INFORMATION SUPPLIED:
*** Block opens ***
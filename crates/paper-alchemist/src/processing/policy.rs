//! Timeout and retry policy applied to every external call

use std::future::Future;
use std::time::Duration;
use tokio::time::{sleep, timeout};

use crate::config::PipelineConfig;
use crate::error::{Error, Result};
use crate::types::Stage;

/// Bounded timeout plus exponential backoff for one stage's external calls
#[derive(Debug, Clone, Copy, PartialEq, Eq)]
pub struct StagePolicy {
    pub timeout: Duration,
    /// Attempts including the first
    pub max_attempts: u32,
    pub backoff_base: Duration,
}

impl StagePolicy {
    pub fn new(timeout: Duration, max_attempts: u32, backoff_base: Duration) -> Self {
        Self {
            timeout,
            max_attempts: max_attempts.max(1),
            backoff_base,
        }
    }

    pub fn for_stage(config: &PipelineConfig, stage: Stage) -> Self {
        Self::new(
            config.timeout_for(stage),
            config.max_attempts,
            Duration::from_millis(config.backoff_base_ms),
        )
    }

    /// Delay before retry number `attempt` (0-based)
    pub fn backoff(&self, attempt: u32) -> Duration {
        self.backoff_base.saturating_mul(2u32.saturating_pow(attempt))
    }

    /// Run `operation`, retrying retryable errors and timeouts
    ///
    /// The error of the final attempt is returned; a final timeout surfaces as
    /// `Error::Timeout`.
    pub async fn run<T, F, Fut>(&self, operation: &str, mut f: F) -> Result<T>
    where
        F: FnMut() -> Fut,
        Fut: Future<Output = Result<T>>,
    {
        let mut attempt = 0;
        loop {
            let result = match timeout(self.timeout, f()).await {
                Ok(result) => result,
                Err(_) => Err(Error::timeout(operation, self.timeout.as_secs())),
            };

            match result {
                Ok(value) => return Ok(value),
                Err(e) if e.is_retryable() && attempt + 1 < self.max_attempts => {
                    let delay = self.backoff(attempt);
                    tracing::warn!(
                        "{} failed (attempt {}/{}), retrying in {:?}: {}",
                        operation,
                        attempt + 1,
                        self.max_attempts,
                        delay,
                        e
                    );
                    sleep(delay).await;
                    attempt += 1;
                }
                Err(e) => return Err(e),
            }
        }
    }
}

#[cfg(test)]
mod tests {
    use super::*;
    use std::sync::atomic::{AtomicBool, AtomicU32, Ordering};

    fn fast(max_attempts: u32) -> StagePolicy {
        StagePolicy::new(Duration::from_millis(50), max_attempts, Duration::ZERO)
    }

    #[test]
    fn backoff_doubles() {
        let policy = StagePolicy::new(Duration::from_secs(1), 3, Duration::from_millis(1000));
        assert_eq!(policy.backoff(0), Duration::from_millis(1000));
        assert_eq!(policy.backoff(1), Duration::from_millis(2000));
        assert_eq!(policy.backoff(2), Duration::from_millis(4000));
    }

    #[test]
    fn policy_from_config() {
        let policy = StagePolicy::for_stage(&PipelineConfig::default(), Stage::Embedding);
        assert_eq!(policy.timeout, Duration::from_secs(120));
        assert_eq!(policy.max_attempts, 3);
    }

    #[test]
    fn single_attempt_passes_value_through() {
        let value = tokio_test::block_on(fast(1).run("metadata", || async { Ok::<_, Error>("done") }));
        assert_eq!(value.unwrap(), "done");
    }

    #[tokio::test]
    async fn retries_transient_errors() {
        let calls = AtomicU32::new(0);
        let result = fast(3)
            .run("embedding", || async {
                if calls.fetch_add(1, Ordering::SeqCst) < 2 {
                    Err(Error::provider("ollama", "connection refused"))
                } else {
                    Ok(42)
                }
            })
            .await;

        assert_eq!(result.unwrap(), 42);
        assert_eq!(calls.load(Ordering::SeqCst), 3);
    }

    #[tokio::test]
    async fn does_not_retry_usage_errors() {
        let calls = AtomicU32::new(0);
        let result: Result<()> = fast(3)
            .run("embedding", || async {
                calls.fetch_add(1, Ordering::SeqCst);
                Err(Error::DimensionMismatch { expected: 4, actual: 3 })
            })
            .await;

        assert!(matches!(result, Err(Error::DimensionMismatch { .. })));
        assert_eq!(calls.load(Ordering::SeqCst), 1);
    }

    #[tokio::test]
    async fn final_timeout_is_reported() {
        let calls = AtomicU32::new(0);
        let result: Result<()> = fast(2)
            .run("vision", || async {
                calls.fetch_add(1, Ordering::SeqCst);
                sleep(Duration::from_secs(5)).await;
                Ok(())
            })
            .await;

        assert!(matches!(result, Err(Error::Timeout { .. })));
        assert_eq!(calls.load(Ordering::SeqCst), 2);
    }

    struct Running<'a>(&'a AtomicBool);

    impl Drop for Running<'_> {
        fn drop(&mut self) {
            self.0.store(false, Ordering::SeqCst);
        }
    }

    #[tokio::test]
    async fn timed_out_attempt_is_dropped_before_the_retry() {
        let running = AtomicBool::new(false);
        let overlaps = AtomicU32::new(0);
        let calls = AtomicU32::new(0);

        let result: Result<()> = fast(3)
            .run("ocr", || async {
                calls.fetch_add(1, Ordering::SeqCst);
                if running.swap(true, Ordering::SeqCst) {
                    overlaps.fetch_add(1, Ordering::SeqCst);
                }
                let _running = Running(&running);
                sleep(Duration::from_secs(5)).await;
                Ok(())
            })
            .await;

        assert!(matches!(result, Err(Error::Timeout { .. })));
        assert_eq!(calls.load(Ordering::SeqCst), 3);
        assert_eq!(overlaps.load(Ordering::SeqCst), 0);
        assert!(!running.load(Ordering::SeqCst));
    }
}
//! External model collaborators
//!
//! Traits:
//! - `OcrEngine`: text layer, preview rendering, OCR
//! - `VisionModel`: quality judge over the preview image
//! - `EmbeddingProvider`: text embeddings
//! - `LlmProvider`: metadata extraction completions
//!
//! Implementations: `PopplerOcrEngine` (local tools) and the Ollama clients.

pub mod embedding;
pub mod llm;
pub mod ocr;
pub mod ollama;

pub use embedding::EmbeddingProvider;
pub use llm::{LlmProvider, VisionModel};
pub use ocr::{OcrEngine, PopplerOcrEngine};
pub use ollama::{GenerateOptions, OllamaClient, OllamaEmbedder, OllamaLlm, OllamaVision};

#[cfg(test)]
pub use embedding::MockEmbeddingProvider;
#[cfg(test)]
pub use llm::{MockLlmProvider, MockVisionModel};
#[cfg(test)]
pub use ocr::MockOcrEngine;
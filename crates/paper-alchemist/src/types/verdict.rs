//! OCR quality verdict produced by the vision judge

use serde::{Deserialize, Serialize};

/// Structured judgment of text/OCR quality for a document's first page
#[derive(Debug, Clone, PartialEq, Serialize, Deserialize)]
pub struct QualityVerdict {
    /// Whether the page should go through OCR
    pub needs_ocr: bool,
    /// Model confidence, clamped to [0, 1]
    pub confidence: f32,
    /// Free-text explanation
    pub rationale: String,
    #[serde(default, skip_serializing_if = "Option::is_none")]
    pub text_clarity: Option<String>,
    #[serde(default, skip_serializing_if = "Option::is_none")]
    pub layout_complexity: Option<String>,
    #[serde(default, skip_serializing_if = "Option::is_none")]
    pub image_quality: Option<String>,
    #[serde(default, skip_serializing_if = "Option::is_none")]
    pub language_mix: Option<String>,
    #[serde(default, skip_serializing_if = "Option::is_none")]
    pub overall_quality: Option<String>,
}

impl QualityVerdict {
    pub fn new(needs_ocr: bool, confidence: f32, rationale: impl Into<String>) -> Self {
        Self {
            needs_ocr,
            confidence: clamp_confidence(confidence),
            rationale: rationale.into(),
            text_clarity: None,
            layout_complexity: None,
            image_quality: None,
            language_mix: None,
            overall_quality: None,
        }
    }
}

/// NaN becomes 0
pub fn clamp_confidence(value: f32) -> f32 {
    if value.is_nan() {
        0.0
    } else {
        value.clamp(0.0, 1.0)
    }
}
*** Block closes ***
PROBLEM TO WORK ON: All of the material above should be transcribed exactly, with no line omitted.

TASK RESULT:
filename crates/paper-alchemist/src/processing/policy.rs
//! Timeout and retry policy applied to every external call

use std::future::Future;
use std::time::Duration;
use tokio::time::{sleep, timeout};

use crate::config::PipelineConfig;
use crate::error::{Error, Result};
use crate::types::Stage;

/// Bounded timeout plus exponential backoff for one stage's external calls
#[derive(Debug, Clone, Copy, PartialEq, Eq)]
pub struct StagePolicy {
    pub timeout: Duration,
    /// Attempts including the first
    pub max_attempts: u32,
    pub backoff_base: Duration,
}

impl StagePolicy {
    pub fn new(timeout: Duration, max_attempts: u32, backoff_base: Duration) -> Self {
        Self {
            timeout,
            max_attempts: max_attempts.max(1),
            backoff_base,
        }
    }

    pub fn for_stage(config: &PipelineConfig, stage: Stage) -> Self {
        Self::new(
            config.timeout_for(stage),
            config.max_attempts,
            Duration::from_millis(config.backoff_base_ms),
        )
    }

    /// Delay before retry number `attempt` (0-based)
    pub fn backoff(&self, attempt: u32) -> Duration {
        self.backoff_base.saturating_mul(2u32.saturating_pow(attempt))
    }

    /// Run `operation`, retrying retryable errors and timeouts
    ///
    /// The error of the final attempt is returned; a final timeout surfaces as
    /// `Error::Timeout`.
    pub async fn run<T, F, Fut>(&self, operation: &str, mut f: F) -> Result<T>
    where
        F: FnMut() -> Fut,
        Fut: Future<Output = Result<T>>,
    {
        let mut attempt = 0;
        loop {
            let result = match timeout(self.timeout, f()).await {
                Ok(result) => result,
                Err(_) => Err(Error::timeout(operation, self.timeout.as_secs())),
            };

            match result {
                Ok(value) => return Ok(value),
                Err(e) if e.is_retryable() && attempt + 1 < self.max_attempts => {
                    let delay = self.backoff(attempt);
                    tracing::warn!(
                        "{} failed (attempt {}/{}), retrying in {:?}: {}",
                        operation,
                        attempt + 1,
                        self.max_attempts,
                        delay,
                        e
                    );
                    sleep(delay).await;
                    attempt += 1;
                }
                Err(e) => return Err(e),
            }
        }
    }
}

#[cfg(test)]
mod tests {
    use super::*;
    use std::sync::atomic::{AtomicBool, AtomicU32, Ordering};

    fn fast(max_attempts: u32) -> StagePolicy {
        StagePolicy::new(Duration::from_millis(50), max_attempts, Duration::ZERO)
    }

    #[test]
    fn backoff_doubles() {
        let policy = StagePolicy::new(Duration::from_secs(1), 3, Duration::from_millis(1000));
        assert_eq!(policy.backoff(0), Duration::from_millis(1000));
        assert_eq!(policy.backoff(1), Duration::from_millis(2000));
        assert_eq!(policy.backoff(2), Duration::from_millis(4000));
    }

    #[test]
    fn policy_from_config() {
        let policy = StagePolicy::for_stage(&PipelineConfig::default(), Stage::Embedding);
        assert_eq!(policy.timeout, Duration::from_secs(120));
        assert_eq!(policy.max_attempts, 3);
    }

    #[test]
    fn single_attempt_passes_value_through() {
        let value = tokio_test::block_on(fast(1).run("metadata", || async { Ok::<_, Error>("done") }));
        assert_eq!(value.unwrap(), "done");
    }

    #[tokio::test]
    async fn retries_transient_errors() {
        let calls = AtomicU32::new(0);
        let result = fast(3)
            .run("embedding", || async {
                if calls.fetch_add(1, Ordering::SeqCst) < 2 {
                    Err(Error::provider("ollama", "connection refused"))
                } else {
                    Ok(42)
                }
            })
            .await;

        assert_eq!(result.unwrap(), 42);
        assert_eq!(calls.load(Ordering::SeqCst), 3);
    }

    #[tokio::test]
    async fn does_not_retry_usage_errors() {
        let calls = AtomicU32::new(0);
        let result: Result<()> = fast(3)
            .run("embedding", || async {
                calls.fetch_add(1, Ordering::SeqCst);
                Err(Error::DimensionMismatch { expected: 4, actual: 3 })
            })
            .await;

        assert!(matches!(result, Err(Error::DimensionMismatch { .. })));
        assert_eq!(calls.load(Ordering::SeqCst), 1);
    }

    #[tokio::test]
    async fn final_timeout_is_reported() {
        let calls = AtomicU32::new(0);
        let result: Result<()> = fast(2)
            .run("vision", || async {
                calls.fetch_add(1, Ordering::SeqCst);
                sleep(Duration::from_secs(5)).await;
                Ok(())
            })
            .await;

        assert!(matches!(result, Err(Error::Timeout { .. })));
        assert_eq!(calls.load(Ordering::SeqCst), 2);
    }

    struct Running<'a>(&'a AtomicBool);

    impl Drop for Running<'_> {
        fn drop(&mut self) {
            self.0.store(false, Ordering::SeqCst);
        }
    }

    #[tokio::test]
    async fn timed_out_attempt_is_dropped_before_the_retry() {
        let running = AtomicBool::new(false);
        let overlaps = AtomicU32::new(0);
        let calls = AtomicU32::new(0);

        let result: Result<()> = fast(3)
            .run("ocr", || async {
                calls.fetch_add(1, Ordering::SeqCst);
                if running.swap(true, Ordering::SeqCst) {
                    overlaps.fetch_add(1, Ordering::SeqCst);
                }
                let _running = Running(&running);
                sleep(Duration::from_secs(5)).await;
                Ok(())
            })
            .await;

        assert!(matches!(result, Err(Error::Timeout { .. })));
        assert_eq!(calls.load(Ordering::SeqCst), 3);
        assert_eq!(overlaps.load(Ordering::SeqCst), 0);
        assert!(!running.load(Ordering::SeqCst));
    }
}
//! External model collaborators
//!
//! Traits:
//! - `OcrEngine`: text layer, preview rendering, OCR
//! - `VisionModel`: quality judge over the preview image
//! - `EmbeddingProvider`: text embeddings
//! - `LlmProvider`: metadata extraction completions
//!
//! Implementations: `PopplerOcrEngine` (local tools) and the Ollama clients.

pub mod embedding;
pub mod llm;
pub mod ocr;
pub mod ollama;

pub use embedding::EmbeddingProvider;
pub use llm::{LlmProvider, VisionModel};
pub use ocr::{OcrEngine, PopplerOcrEngine};
pub use ollama::{GenerateOptions, OllamaClient, OllamaEmbedder, OllamaLlm, OllamaVision};

#[cfg(test)]
pub use embedding::MockEmbeddingProvider;
#[cfg(test)]
pub use llm::{MockLlmProvider, MockVisionModel};
#[cfg(test)]
pub use ocr::MockOcrEngine;
filename crates/paper-alchemist/src/types/verdict.rs
//! OCR quality verdict produced by the vision judge

use serde::{Deserialize, Serialize};

/// Structured judgment of text/OCR quality for a document's first page
#[derive(Debug, Clone, PartialEq, Serialize, Deserialize)]
pub struct QualityVerdict {
    /// Whether the page should go through OCR
    pub needs_ocr: bool,
    /// Model confidence, clamped to [0, 1]
    pub confidence: f32,
    /// Free-text explanation
    pub rationale: String,
    #[serde(default, skip_serializing_if = "Option::is_none")]
    pub text_clarity: Option<String>,
    #[serde(default, skip_serializing_if = "Option::is_none")]
    pub layout_complexity: Option<String>,
    #[serde(default, skip_serializing_if = "Option::is_none")]
    pub image_quality: Option<String>,
    #[serde(default, skip_serializing_if = "Option::is_none")]
    pub language_mix: Option<String>,
    #[serde(default, skip_serializing_if = "Option::is_none")]
    pub overall_quality: Option<String>,
}

impl QualityVerdict {
    pub fn new(needs_ocr: bool, confidence: f32, rationale: impl Into<String>) -> Self {
        Self {
            needs_ocr,
            confidence: clamp_confidence(confidence),
            rationale: rationale.into(),
            text_clarity: None,
            layout_complexity: None,
            image_quality: None,
            language_mix: None,
            overall_quality: None,
        }
    }
}

/// NaN becomes 0
pub fn clamp_confidence(value: f32) -> f32 {
    if value.is_nan() {
        0.0
    } else {
        value.clamp(0.0, 1.0)
    }
}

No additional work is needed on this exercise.